- Exercise materials:
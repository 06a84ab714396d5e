//! Matching API - users, matchings between them, and queued user deletion
//!
//! # Architecture Layers
//!
//! - **cli**: Command-line interface
//! - **commands**: CLI command implementations
//! - **config**: Application configuration and constants
//! - **domain**: Core business entities and rules
//! - **services**: Application use cases
//! - **infra**: Stores, unit of work, cache, queue, migrations
//! - **jobs**: Deletion queue worker
//! - **api**: HTTP handlers and routes
//! - **types**: Shared types (pagination, responses)
//! - **errors**: Centralized error handling
//!
//! # CLI Usage
//!
//! ```bash
//! # Start the server
//! cargo run -- serve
//!
//! # Run migrations
//! cargo run -- migrate up
//!
//! # Process queued user deletions
//! cargo run -- jobs work
//! ```

pub mod api;
pub mod cli;
pub mod commands;
pub mod config;
pub mod domain;
pub mod errors;
pub mod infra;
pub mod jobs;
pub mod services;
pub mod types;

// Re-export commonly used types at crate root
pub use api::AppState;
pub use config::Config;
pub use domain::{Matching, MatchingStatus, Message, User};
pub use errors::{AppError, AppResult};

- Task to complete: All that is wanted is the run of lines from the start of the data through the line containing "configuration and constants", copied word for word.

- Your solution:
repository 06a84ab714396d5e
//! Matching API - users, matchings between them, and queued user deletion
//!
//! # Architecture Layers
//!
//! - **cli**: Command-line interface
//! - **commands**: CLI command implementations
//! - **config**: Application configuration and constants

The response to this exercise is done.